» Records for this task:
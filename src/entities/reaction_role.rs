//! Reaction role entity - One role button of a reaction-role panel.

use sea_orm::entity::prelude::*;
use serde::{Deserialize, Serialize};

/// Reaction role database model
#[derive(Clone, Debug, PartialEq, Eq, DeriveEntityModel, Serialize, Deserialize)]
#[sea_orm(table_name = "reaction_roles")]
pub struct Model {
    /// Unique identifier
    #[sea_orm(primary_key)]
    pub id: i64,
    /// Owning panel
    pub panel_id: i64,
    /// Button order on the panel, starting at 0
    pub position: i32,
    /// Role toggled by the button
    pub role_id: String,
    /// Emoji shown on the button, unique within the panel
    pub emoji: String,
    /// Optional button label
    pub label: Option<String>,
    /// Button style (`primary`, `secondary`, `success`, `danger`)
    pub style: String,
}

/// A role belongs to one panel
#[derive(Copy, Clone, Debug, EnumIter, DeriveRelation)]
pub enum Relation {
    #[sea_orm(
        belongs_to = "super::reaction_role_panel::Entity",
        from = "Column::PanelId",
        to = "super::reaction_role_panel::Column::Id"
    )]
    Panel,
}

impl Related<super::reaction_role_panel::Entity> for Entity {
    fn to() -> RelationDef {
        Relation::Panel.def()
    }
}

impl ActiveModelBehavior for ActiveModel {}
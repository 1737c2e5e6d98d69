//! Core business logic - framework-agnostic panel configuration.
//!
//! Each panel kind provides its setup wizard steps, the mapping from a finished wizard
//! to a storable panel, and the database operations on stored panels.

/// Reaction-role panels
pub mod reaction_role;
/// Ticket panels
pub mod ticket;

» Task details:
Copy the whole listing once more, exactly.

» Written solution:
filename src/entities/reaction_role.rs
//! Reaction role entity - One role button of a reaction-role panel.

use sea_orm::entity::prelude::*;
use serde::{Deserialize, Serialize};

/// Reaction role database model
#[derive(Clone, Debug, PartialEq, Eq, DeriveEntityModel, Serialize, Deserialize)]
#[sea_orm(table_name = "reaction_roles")]
pub struct Model {
    /// Unique identifier
    #[sea_orm(primary_key)]
    pub id: i64,
    /// Owning panel
    pub panel_id: i64,
    /// Button order on the panel, starting at 0
    pub position: i32,
    /// Role toggled by the button
    pub role_id: String,
    /// Emoji shown on the button, unique within the panel
    pub emoji: String,
    /// Optional button label
    pub label: Option<String>,
    /// Button style (`primary`, `secondary`, `success`, `danger`)
    pub style: String,
}

/// A role belongs to one panel
#[derive(Copy, Clone, Debug, EnumIter, DeriveRelation)]
pub enum Relation {
    #[sea_orm(
        belongs_to = "super::reaction_role_panel::Entity",
        from = "Column::PanelId",
        to = "super::reaction_role_panel::Column::Id"
    )]
    Panel,
}

impl Related<super::reaction_role_panel::Entity> for Entity {
    fn to() -> RelationDef {
        Relation::Panel.def()
    }
}

impl ActiveModelBehavior for ActiveModel {}
repository 1737c2e5e6d98d69
//! Core business logic - framework-agnostic panel configuration.
//!
//! Each panel kind provides its setup wizard steps, the mapping from a finished wizard
//! to a storable panel, and the database operations on stored panels.

/// Reaction-role panels
pub mod reaction_role;
/// Ticket panels
pub mod ticket;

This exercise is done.